Saved entries:
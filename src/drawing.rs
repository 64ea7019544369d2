//! Sheep drawing data contract
//!
//! Drawings are owned by the host page (persistence, stroke capture) and
//! consumed read-only here. The JSON shape is
//! `{id, body, hindLegs, frontLegs, createdAt, removed}` with strokes
//! `{points: [{x, y}], color, size}` in the 300x240 logical canvas.

use glam::Vec2;
use serde::{Deserialize, Serialize};

use crate::error::{Error, Result};

/// A captured pen sample in logical canvas units
#[derive(Debug, Clone, Copy, PartialEq, Serialize, Deserialize)]
pub struct Point {
    pub x: f32,
    pub y: f32,
}

impl Point {
    pub const fn new(x: f32, y: f32) -> Self {
        Self { x, y }
    }
}

impl From<Point> for Vec2 {
    fn from(p: Point) -> Self {
        Vec2::new(p.x, p.y)
    }
}

/// One continuous pen gesture
#[derive(Debug, Clone, PartialEq, Serialize, Deserialize)]
pub struct Stroke {
    pub points: Vec<Point>,
    /// CSS colour string, e.g. `#333333`
    pub color: String,
    /// Pen width in logical canvas units
    pub size: f32,
}

impl Stroke {
    pub fn new(points: Vec<Point>, color: impl Into<String>, size: f32) -> Self {
        Self {
            points,
            color: color.into(),
            size,
        }
    }

    /// Strokes with fewer than two points carry no line to draw
    pub fn is_drawable(&self) -> bool {
        self.points.len() >= 2
    }
}

/// The three stroke layers of a drawing, in paint order
#[derive(Debug, Clone, Copy, PartialEq, Eq)]
pub enum Layer {
    HindLegs,
    Body,
    FrontLegs,
}

impl Layer {
    /// Back-to-front order used when painting a creature
    pub const PAINT_ORDER: [Layer; 3] = [Layer::HindLegs, Layer::Body, Layer::FrontLegs];
}

/// A user drawing as stored by the host
#[derive(Debug, Clone, PartialEq, Serialize, Deserialize)]
#[serde(rename_all = "camelCase")]
pub struct Drawing {
    pub id: String,
    #[serde(default)]
    pub body: Vec<Stroke>,
    #[serde(default)]
    pub hind_legs: Vec<Stroke>,
    #[serde(default)]
    pub front_legs: Vec<Stroke>,
    /// Unix timestamp (ms)
    #[serde(default)]
    pub created_at: f64,
    #[serde(default)]
    pub removed: bool,
}

impl Drawing {
    pub fn new(
        id: impl Into<String>,
        body: Vec<Stroke>,
        hind_legs: Vec<Stroke>,
        front_legs: Vec<Stroke>,
    ) -> Self {
        Self {
            id: id.into(),
            body,
            hind_legs,
            front_legs,
            created_at: 0.0,
            removed: false,
        }
    }

    pub fn layer(&self, layer: Layer) -> &[Stroke] {
        match layer {
            Layer::HindLegs => &self.hind_legs,
            Layer::Body => &self.body,
            Layer::FrontLegs => &self.front_legs,
        }
    }

    /// True when all three layers are empty
    pub fn is_blank(&self) -> bool {
        self.body.is_empty() && self.hind_legs.is_empty() && self.front_legs.is_empty()
    }

    /// Decode a JSON drawing list, keeping only the active (not removed) ones
    pub fn roster_from_json(json: &str) -> Result<Vec<Drawing>> {
        let all: Vec<Drawing> = serde_json::from_str(json)?;
        Ok(all.into_iter().filter(|d| !d.removed).collect())
    }
}

/// Parse a CSS colour (`#rgb`, `#rgba`, `#rrggbb`, `#rrggbbaa`, `rgb()`, `rgba()`)
/// into RGBA components in 0..1
pub fn parse_css_color(s: &str) -> Result<[f32; 4]> {
    let s = s.trim();
    let invalid = || Error::InvalidColor(s.to_string());

    if let Some(hex) = s.strip_prefix('#') {
        let digits: Vec<u8> = hex
            .chars()
            .map(|c| c.to_digit(16).map(|d| d as u8))
            .collect::<Option<_>>()
            .ok_or_else(invalid)?;
        let channels: Vec<f32> = match digits.len() {
            3 | 4 => digits.iter().map(|d| (d * 17) as f32 / 255.0).collect(),
            6 | 8 => digits
                .chunks(2)
                .map(|pair| (pair[0] * 16 + pair[1]) as f32 / 255.0)
                .collect(),
            _ => return Err(invalid()),
        };
        let alpha = channels.get(3).copied().unwrap_or(1.0);
        return Ok([channels[0], channels[1], channels[2], alpha]);
    }

    let lower = s.to_ascii_lowercase();
    let args = lower
        .strip_prefix("rgba(")
        .or_else(|| lower.strip_prefix("rgb("))
        .and_then(|rest| rest.strip_suffix(')'))
        .ok_or_else(invalid)?;
    let values: Vec<f32> = args
        .split(',')
        .map(|v| v.trim().parse::<f32>())
        .collect::<std::result::Result<_, _>>()
        .map_err(|_| invalid())?;
    match values.as_slice() {
        [r, g, b] => Ok([r / 255.0, g / 255.0, b / 255.0, 1.0]),
        [r, g, b, a] => Ok([r / 255.0, g / 255.0, b / 255.0, a.clamp(0.0, 1.0)]),
        _ => Err(invalid()),
    }
}

#[cfg(test)]
mod tests {
    use super::*;

    #[test]
    fn test_stroke_needs_two_points() {
        let dot = Stroke::new(vec![Point::new(0.0, 0.0)], "#000", 3.0);
        let empty = Stroke::new(Vec::new(), "#000", 3.0);
        let line = Stroke::new(vec![Point::new(0.0, 0.0), Point::new(10.0, 10.0)], "#000", 3.0);
        assert!(!dot.is_drawable());
        assert!(!empty.is_drawable());
        assert!(line.is_drawable());
    }

    #[test]
    fn test_blank_drawing() {
        let blank = Drawing::new("a", Vec::new(), Vec::new(), Vec::new());
        assert!(blank.is_blank());

        let legs = vec![Stroke::new(vec![Point::new(0.0, 0.0)], "#000", 3.0)];
        let drawn = Drawing::new("b", Vec::new(), legs, Vec::new());
        assert!(!drawn.is_blank());
    }

    #[test]
    fn test_roster_json_contract() {
        let json = r##"[
            {"id": "A",
             "body": [{"points": [{"x": 0, "y": 0}, {"x": 10, "y": 10}],
                       "color": "#333333", "size": 4}],
             "hindLegs": [], "frontLegs": [], "createdAt": 1700000000000, "removed": false},
            {"id": "B", "body": [], "hindLegs": [], "frontLegs": [],
             "createdAt": 1, "removed": true}
        ]"##;
        let roster = Drawing::roster_from_json(json).unwrap();
        assert_eq!(roster.len(), 1);
        assert_eq!(roster[0].id, "A");
        assert_eq!(roster[0].body[0].points[1], Point::new(10.0, 10.0));
        assert_eq!(roster[0].created_at, 1_700_000_000_000.0);
    }

    #[test]
    fn test_roster_json_rejects_garbage() {
        assert!(matches!(Drawing::roster_from_json("{"), Err(Error::Json(_))));
    }

    #[test]
    fn test_parse_hex_colors() {
        assert_eq!(parse_css_color("#ffffff").unwrap(), [1.0, 1.0, 1.0, 1.0]);
        assert_eq!(parse_css_color("#000").unwrap(), [0.0, 0.0, 0.0, 1.0]);
        let c = parse_css_color("#e74c3c").unwrap();
        assert!((c[0] - 231.0 / 255.0).abs() < 1e-6);
        assert!((c[1] - 76.0 / 255.0).abs() < 1e-6);
        let translucent = parse_css_color("#ff000080").unwrap();
        assert!((translucent[3] - 128.0 / 255.0).abs() < 1e-6);
    }

    #[test]
    fn test_parse_rgb_functions() {
        assert_eq!(parse_css_color("rgb(255, 0, 0)").unwrap(), [1.0, 0.0, 0.0, 1.0]);
        let c = parse_css_color("rgba(0,0,0,0.15)").unwrap();
        assert!((c[3] - 0.15).abs() < 1e-6);
    }

    #[test]
    fn test_parse_rejects_unknown() {
        assert!(parse_css_color("papayawhip").is_err());
        assert!(parse_css_color("#12345").is_err());
        assert!(parse_css_color("#ggg").is_err());
        assert!(parse_css_color("rgb(1,2)").is_err());
    }
}
impl Orientation {
    pub fn value(self) -> i32 {
        self as i32
    }

    pub fn from_value(value: i32) -> Option<Self> {
        match value {
            3 => Some(Self::Portrait),
            4 => Some(Self::Landscape),
            5 => Some(Self::ReverseLandscape),
            6 => Some(Self::ReversePortrait),
            7 => Some(Self::None),
            _ => None,
        }
    }
}

/// IPP "print-quality" enum values (RFC 8011 §5.2.13).
#[derive(Debug, Clone, Copy, PartialEq, Eq, Serialize, Deserialize)]
pub enum PrintQuality {
    Draft = 3,
    Normal = 4,
    High = 5,
}

impl PrintQuality {
    pub fn value(self) -> i32 {
        self as i32
    }

    pub fn from_value(value: i32) -> Option<Self> {
        match value {
            3 => Some(Self::Draft),
            4 => Some(Self::Normal),
            5 => Some(Self::High),
            _ => None,
        }
    }
}

/// "print-content-optimize" keywords (PWG 5100.7).
#[derive(Debug, Clone, Copy, PartialEq, Eq, Serialize, Deserialize)]
pub enum ContentOptimize {
    Auto,
    Graphic,
    Photo,
    Text,
    TextAndGraphic,
}

impl ContentOptimize {
    pub const ALL: [Self; 5] = [
        Self::Auto,
        Self::Graphic,
        Self::Photo,
        Self::Text,
        Self::TextAndGraphic,
    ];

    pub fn keyword(self) -> &'static str {
        match self {
            Self::Auto => "auto",
            Self::Graphic => "graphic",
            Self::Photo => "photo",
            Self::Text => "text",
            Self::TextAndGraphic => "text-and-graphic",
        }
    }

    pub fn from_keyword(keyword: &str) -> Option<Self> {
        Self::ALL.into_iter().find(|v| v.keyword() == keyword)
    }
}

/// "print-scaling" keywords (PWG 5100.16).
#[derive(Debug, Clone, Copy, PartialEq, Eq, Serialize, Deserialize)]
pub enum Scaling {
    Auto,
    AutoFit,
    Fill,
    Fit,
    None,
}

impl Scaling {
    pub const ALL: [Self; 5] = [Self::Auto, Self::AutoFit, Self::Fill, Self::Fit, Self::None];

    pub fn keyword(self) -> &'static str {
        match self {
            Self::Auto => "auto",
            Self::AutoFit => "auto-fit",
            Self::Fill => "fill",
            Self::Fit => "fit",
            Self::None => "none",
        }
    }

    pub fn from_keyword(keyword: &str) -> Option<Self> {
        Self::ALL.into_iter().find(|v| v.keyword() == keyword)
    }
}

/// "label-mode-xxx" keywords for label printers.
#[derive(Debug, Clone, Copy, PartialEq, Eq, Serialize, Deserialize)]
pub enum LabelMode {
    Applicator,
    Cutter,
    CutterDelayed,
    Kiosk,
    PeelOff,
    PeelOffPrepeel,
    Rewind,
    Rfid,
    TearOff,
}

**TASK ITEM**
Copy out each line carrying the string "Result" from the data.

**ANSWER SPACE**
use crate::error::{Error, Result};
    pub fn roster_from_json(json: &str) -> Result<Vec<Drawing>> {
pub fn parse_css_color(s: &str) -> Result<[f32; 4]> {
        .collect::<std::result::Result<_, _>>()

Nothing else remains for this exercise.